Suliano Ferrasso, hoje pai de um lindo menino, Biólogo por formação, Arqueólogo por assim dizer ‘osmose’, descendente de italianos, nascido em Caxias do Sul, RS.
O início do processo de ‘osmose’ com a Arqueologia se iniciou em 2008, dois semestres antes se iniciava a formação em Biologia. Desde muito cedo o assunto de populações pré-históricas me atraía, em especial entender quais eram as bases que sustentavam estes povos, ou seja, qual era a sua alimentação.
Entre idas e vindas no início do curso de Biologia procurava absorver o que era possível, seja com leituras de livros e artigos, seja na busca por estágios em museus. Num primeiro momento pude me aproximar da paleontologia com um estágio no Museu da História Geológica da UNISINOS, juntamente com a prof. Dr. Tania Lindner Dutra, cuja experiência e sabedoria acerca da práxis científica foram muito enriquecedoras para mim.
Em 2007/2 cruzei com um curso intitulado ‘Zooarqueologia de Sítios Históricos’, o termo Zooarqueologia me causou uma inquietação. O que isto seria, o que estudaria, e principalmente qual era o profissional que trabalha esta área. Realizei o curso e lá conheci o zooarqueólogo, Dr. André Luis Jacobus, este biólogo por formação que há muito tempo se dedicava a estudar o tema, e com o qual durante o curso muito pude aprender e entender o que é definido por Zooarqueologia. Através dele descobri então o Instituto Anchietano de Pesquisas (IAP), também da UNISINOS. Com a recomendação do André Jacobus, fui ao IAP a procura de um estágio. Lá fui muito bem recebido pelo Me. André Osório Rosa, também biólogo por formação e que também se dedicava a pesquisa zooarqueológica num setor do IAP que possui estreita ligação com a arqueologia. No decorrer das idas ao IAP fui conhecendo e sendo bem recebido por toda a equipe. O Dr. Pedro Ignácio Schmitz, pessoa incrível e um grande pesquisador com o qual aprendo até hoje. O Dr. Marcus Vinícius Beber, historiador por formação. O Dr. Jairo Henrique Rogge, geólogo por formação. Dentro desta equipe interdisciplinar pude ir então vivenciando e aprendendo por ‘osmose’ sobre a Arqueologia.

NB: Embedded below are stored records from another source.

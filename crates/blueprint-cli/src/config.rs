//! Configuration file management for blueprint.
//!
//! Provides a TOML-based config file at `~/.config/blueprint/config.toml`
//! and a resolution chain: CLI flag > env var > config file > default.

use std::path::PathBuf;

use anyhow::{Context, Result, bail};
use serde::{Deserialize, Serialize};

use blueprint_gemini::GeminiConfig;

// -----------------------------------------------------------------------
// Config file types
// -----------------------------------------------------------------------

#[derive(Debug, Serialize, Deserialize)]
pub struct ConfigFile {
    pub gemini: GeminiSection,
}

#[derive(Debug, Serialize, Deserialize)]
pub struct GeminiSection {
    pub api_key: String,
    #[serde(default)]
    pub model: Option<String>,
}

// -----------------------------------------------------------------------
// Paths
// -----------------------------------------------------------------------

/// Return the blueprint config directory.
///
/// Always uses XDG layout: `$XDG_CONFIG_HOME/blueprint` or
/// `~/.config/blueprint`. We intentionally ignore the platform-specific
/// `dirs::config_dir()` (which returns `~/Library/Application Support` on
/// macOS).
pub fn config_dir() -> PathBuf {
    if let Ok(xdg) = std::env::var("XDG_CONFIG_HOME") {
        return PathBuf::from(xdg).join("blueprint");
    }
    dirs::home_dir()
        .unwrap_or_else(|| PathBuf::from("."))
        .join(".config")
        .join("blueprint")
}

/// Return the path to the blueprint config file.
pub fn config_path() -> PathBuf {
    config_dir().join("config.toml")
}

// -----------------------------------------------------------------------
// Read / write
// -----------------------------------------------------------------------

/// Load and parse the config file. Returns an error if it does not exist.
pub fn load_config() -> Result<ConfigFile> {
    let path = config_path();
    let contents = std::fs::read_to_string(&path)
        .with_context(|| format!("failed to read config file at {}", path.display()))?;
    let config: ConfigFile = toml::from_str(&contents).context("failed to parse config file")?;
    Ok(config)
}

/// Serialize and write the config file, creating parent dirs as needed.
/// Sets file permissions to 0600 on Unix (the file holds an API key).
pub fn save_config(config: &ConfigFile) -> Result<()> {
    let path = config_path();
    let dir = config_dir();
    std::fs::create_dir_all(&dir)
        .with_context(|| format!("failed to create config directory {}", dir.display()))?;

    let contents = toml::to_string_pretty(config).context("failed to serialize config")?;
    std::fs::write(&path, &contents)
        .with_context(|| format!("failed to write config file at {}", path.display()))?;

    #[cfg(unix)]
    {
        use std::os::unix::fs::PermissionsExt;
        let perms = std::fs::Permissions::from_mode(0o600);
        std::fs::set_permissions(&path, perms)
            .with_context(|| format!("failed to set permissions on {}", path.display()))?;
    }

    Ok(())
}

// -----------------------------------------------------------------------
// Resolved config
// -----------------------------------------------------------------------

/// Resolve the Gemini configuration using the chain:
/// CLI flag > env var > config file > default.
///
/// - API key: `cli_api_key` > `BLUEPRINT_API_KEY` env > `GEMINI_API_KEY` env
///   > `config_file.gemini.api_key` > error
/// - Model: `cli_model` > `BLUEPRINT_MODEL` env > `config_file.gemini.model`
///   > built-in default
pub fn resolve(cli_api_key: Option<&str>, cli_model: Option<&str>) -> Result<GeminiConfig> {
    let file_config = load_config().ok();

    let api_key = if let Some(key) = cli_api_key {
        key.to_string()
    } else if let Ok(key) = std::env::var("BLUEPRINT_API_KEY") {
        key
    } else if let Ok(key) = std::env::var("GEMINI_API_KEY") {
        key
    } else if let Some(ref cfg) = file_config {
        cfg.gemini.api_key.clone()
    } else {
        bail!(
            "Gemini API key not found; set BLUEPRINT_API_KEY or run `blueprint init` to create a config file"
        );
    };
    if api_key.trim().is_empty() {
        bail!("Gemini API key is empty");
    }

    let default_model = GeminiConfig::default().model;
    let model = if let Some(model) = cli_model {
        model.to_string()
    } else if let Ok(model) = std::env::var("BLUEPRINT_MODEL") {
        model
    } else if let Some(model) = file_config.as_ref().and_then(|c| c.gemini.model.clone()) {
        model
    } else {
        default_model
    };

    Ok(GeminiConfig {
        api_key,
        model,
        ..Default::default()
    })
}

// -----------------------------------------------------------------------
// Tests
// -----------------------------------------------------------------------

Desta forma se iniciou a minha vivência com ‘Eu e a Arqueologia’.
Comecei no IAP como Estagiário Voluntário em 2008, no decorrer do tempo fui Bolsista de Iniciação Científica, e depois em 2011 pude integrar o quadro funcional do IAP, onde trabalho desde então. Durante este tempo todo foram muitas horas de análise e interpretação no Laboratório de Zooarqueologia, entremeados a muitas saídas de campo com a equipe do IAP.
Em laboratório, o Zooarqueólogo necessita se abastecer de muito conhecimento, muita leitura sobre o assunto (teorias, métodos e perspectivas). De uma forma bastante abreviada o estudo zooarqueológico é anatomia comparada. Compara-se os vestígios alimentares pré-históricos com elementos conquiliológicos e ósseos de animais atuais, a partir desta informação básica se identifica nos vestígios as marcas de uso por populações pré-históricas e cruzando informações biológicas e culturais se começa o esboço dos padrões alimentares na pré-história. Esse conjunto de fatores (conhecimento prévio, identificação e interpretação) se desenvolve em laboratório, estudando diante de uma bibliografia, analisando um vestígio biológico e dando significado ao mesmo com a melhor interpretação possível.
A etapa que rende mais histórias e infinitamente muito aprendizado são as saídas de campo. Nestas ocasiões se aprende principalmente a distância entre a teoria e a prática. Nem sempre é fácil dividir uma Kombi entre oito pessoas, mais todos os equipamentos e bagagens numa viagem de seis horas num dia de sol de 36 graus. Começam aí os desafios e vemos como isso aproxima as pessoas.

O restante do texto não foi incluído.